- **TASK PROMPT**
Each line that contains the word "crate" is to be copied from the records below.

(DATA SHOWN)

//! Integration tests for the rewrite pass.

use glaive::index::collect_ids;
use glaive::prelude::*;

fn library() -> Result<Data> {
    let mut builder = DataBuilder::new(IndexConfig::default());
    builder.open_element("library")?;
    for (id, title) in [("b1", "Dune"), ("b2", "Emma"), ("b3", "Dune")] {
        builder.open_element("book")?;
        builder.attribute("id", id)?;
        builder.text(title)?;
        builder.close_element()?;
    }
    builder.close_element()?;
    builder.finish()
}

#[test]
fn test_not_exists_becomes_empty() -> Result<()> {
    let data = library()?;
    let mut query = QueryProcessor::new(
        Expr::not(Expr::exists(Expr::var("seq"))),
        EngineConfig::default(),
    );
    assert_eq!(query.compile(&data)?, "empty($seq)");

    query.bind("seq", Value::empty());
    assert_eq!(query.value(&data)?, Value::bool(true));

    query.bind("seq", Value::single(Item::Int(1)));
    assert_eq!(query.value(&data)?, Value::bool(false));
    Ok(())
}

#[test]
fn test_index_plan_matches_scan_plan() -> Result<()> {
    let data = library()?;
    let expr = Expr::filter(
        Expr::text(),
        Expr::general(
            CmpOp::Eq,
            Expr::context(),
            Expr::seq(vec![Expr::str("Dune"), Expr::str("Emma")]),
        ),
    );

    let mut indexed = QueryProcessor::new(expr.clone(), EngineConfig::default());
    let plan = indexed.compile(&data)?;
    assert_eq!(plan, "union(text-index(\"Dune\"), text-index(\"Emma\"))");

    let mut config = EngineConfig::default();
    config.optimizer.index_rewrites = false;
    let mut scanned = QueryProcessor::new(expr, config);
    assert_eq!(scanned.compile(&data)?, "//text()[. = (\"Dune\", \"Emma\")]");

    let from_index = collect_ids(indexed.nodes(&data)?.as_mut());
    let from_scan = collect_ids(scanned.nodes(&data)?.as_mut());
    assert_eq!(from_index, vec![4, 7, 10]);
    assert_eq!(from_index, from_scan);
    Ok(())
}

#[test]
fn test_element_with_id_with_and_without_index() -> Result<()> {
    let expr = Expr::call(Function::ElementWithId, vec![Expr::str("b3 b1 missing")])?;
    let indexed = library()?;

    let mut builder = DataBuilder::new(IndexConfig::none());
    builder.open_element("library")?;
    for (id, title) in [("b1", "Dune"), ("b2", "Emma"), ("b3", "Dune")] {
        builder.open_element("book")?;
        builder.attribute("id", id)?;
        builder.text(title)?;
        builder.close_element()?;
    }
    builder.close_element()?;
    let plain = builder.finish()?;

    for data in [&indexed, &plain] {
        let mut query = QueryProcessor::new(expr.clone(), EngineConfig::default());
        query.compile(data)?;
        assert_eq!(query.value(data)?.node_ids()?, vec![2, 8]);
    }
    Ok(())
}

#[test]
fn test_rewrites_preserve_results() -> Result<()> {
    let data = library()?;
    let inputs = [
        Value::empty(),
        Value::single(Item::Int(0)),
        Value::single(Item::str("x")),
        Value::nodes(vec![2, 5]),
    ];
    let pairs = [
        (
            Expr::not(Expr::not(Expr::var("x"))),
            Expr::boolean(Expr::var("x")),
        ),
        (
            Expr::not(Expr::empty(Expr::var("x"))),
            Expr::exists(Expr::var("x")),
        ),
    ];

    for (rewritten, reference) in pairs {
        for input in &inputs {
            let mut a = QueryProcessor::new(rewritten.clone(), EngineConfig::default());
            a.compile(&data)?;
            a.bind("x", input.clone());
            let mut b = QueryProcessor::new(reference.clone(), EngineConfig::default());
            b.compile(&data)?;
            b.bind("x", input.clone());
            assert_eq!(a.value(&data)?, b.value(&data)?, "{rewritten} on {input}");
        }
    }
    Ok(())
}

#[test]
fn test_single_pass_and_fixed_point_agree_on_results() -> Result<()> {
    let data = library()?;
    let expr = Expr::not(Expr::not(Expr::not(Expr::empty(Expr::attributes(Some("id"))))));

    let mut fixed = QueryProcessor::new(expr.clone(), EngineConfig::default());
    fixed.compile(&data)?;

    let mut config = EngineConfig::default();
    config.optimizer.fixed_point = false;
    let mut single = QueryProcessor::new(expr, config);
    single.compile(&data)?;

    assert_eq!(fixed.value(&data)?, single.value(&data)?);
    assert_eq!(fixed.value(&data)?, Value::bool(true));
    Ok(())
}
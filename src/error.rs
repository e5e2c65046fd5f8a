//! Error types for the Glaive engine.
//!
//! Every fallible operation returns [`Result`], whose error side is the
//! [`GlaiveError`] enum. Soft misses (absent keys, empty matches) are never
//! errors: they surface as `None` or as an empty iterator. Index
//! incompatibility is reported as `false` by the compatibility checks and
//! makes the optimizer keep the scan plan.
//!
//! # Examples
//!
//! ```
//! use glaive::error::{GlaiveError, Result};
//!
//! fn example_operation() -> Result<()> {
//!     Err(GlaiveError::query("unbound variable $x"))
//! }
//!
//! match example_operation() {
//!     Ok(_) => println!("Success"),
//!     Err(e) => eprintln!("Error: {}", e),
//! }
//! ```

use std::io;

use thiserror::Error;

/// The main error type for Glaive operations.
#[derive(Error, Debug)]
pub enum GlaiveError {
    /// I/O errors (reading documents or configuration files)
    #[error("I/O error: {0}")]
    Io(#[from] io::Error),

    /// Index misuse visible to the caller
    #[error("Index error: {0}")]
    Index(String),

    /// Query errors (unbound variables, type errors, bad pictures or patterns)
    #[error("Query error: {0}")]
    Query(String),

    /// Analysis-related errors (tokenization, normalization)
    #[error("Analysis error: {0}")]
    Analysis(String),

    /// Invalid configuration values
    #[error("Configuration error: {0}")]
    Config(String),

    /// Broken structural invariant inside an index. Not recoverable.
    #[error("Internal error: {0}")]
    Internal(String),

    /// JSON serialization/deserialization errors
    #[error("JSON error: {0}")]
    Json(#[from] serde_json::Error),
}

/// Result type alias for operations that may fail with GlaiveError.
pub type Result<T> = std::result::Result<T, GlaiveError>;

impl GlaiveError {
    /// Create a new index error.
    pub fn index<S: Into<String>>(msg: S) -> Self {
        GlaiveError::Index(msg.into())
    }

    /// Create a new query error.
    pub fn query<S: Into<String>>(msg: S) -> Self {
        GlaiveError::Query(msg.into())
    }

    /// Create a new analysis error.
    pub fn analysis<S: Into<String>>(msg: S) -> Self {
        GlaiveError::Analysis(msg.into())
    }

    /// Create a new configuration error.
    pub fn config<S: Into<String>>(msg: S) -> Self {
        GlaiveError::Config(msg.into())
    }

    /// Create a new internal-consistency error.
    pub fn internal<S: Into<String>>(msg: S) -> Self {
        GlaiveError::Internal(msg.into())
    }

    /// Whether this error reports a broken internal invariant rather than a
    /// problem with the caller's input.
    pub fn is_internal(&self) -> bool {
        matches!(self, GlaiveError::Internal(_))
    }
}
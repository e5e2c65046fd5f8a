//! # Glaive
//!
//! Indexed query evaluation over in-memory document trees.
//!
//! ## Features
//!
//! - Hash-addressed postings store with live rehashing
//! - Value indexes over text contents and attribute values
//! - Full-text index with case, diacritics, stemming and wildcard options
//! - Pull-based, mergeable node id iterators
//! - Rewrite pass that simplifies expressions and substitutes index access
//!   for document scans whenever an index can answer a query exactly

pub mod analysis;
pub mod cli;
pub mod config;
pub mod data;
pub mod error;
pub mod fulltext;
pub mod index;
pub mod query;

pub mod prelude {
    pub use crate::config::{EngineConfig, IndexConfig, OptimizerConfig};
    pub use crate::data::{Data, DataBuilder};
    pub use crate::error::{GlaiveError, Result};
    pub use crate::fulltext::{FtCase, FtExpr, FtIndexOptions, FtOptions, PositionFilter, WordsMode};
    pub use crate::index::{IndexIterator, NodeId, ValueKind};
    pub use crate::query::{CmpOp, Expr, Function, Item, QueryProcessor, Value};
}

// Version information
pub const VERSION: &str = env!("CARGO_PKG_VERSION");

(End DATA SHOWN)

- **OUTPUT OF THE EXERCISE**
    pub use crate::config::{EngineConfig, IndexConfig, OptimizerConfig};
    pub use crate::data::{Data, DataBuilder};
    pub use crate::error::{GlaiveError, Result};
    pub use crate::fulltext::{FtCase, FtExpr, FtIndexOptions, FtOptions, PositionFilter, WordsMode};
    pub use crate::index::{IndexIterator, NodeId, ValueKind};
    pub use crate::query::{CmpOp, Expr, Function, Item, QueryProcessor, Value};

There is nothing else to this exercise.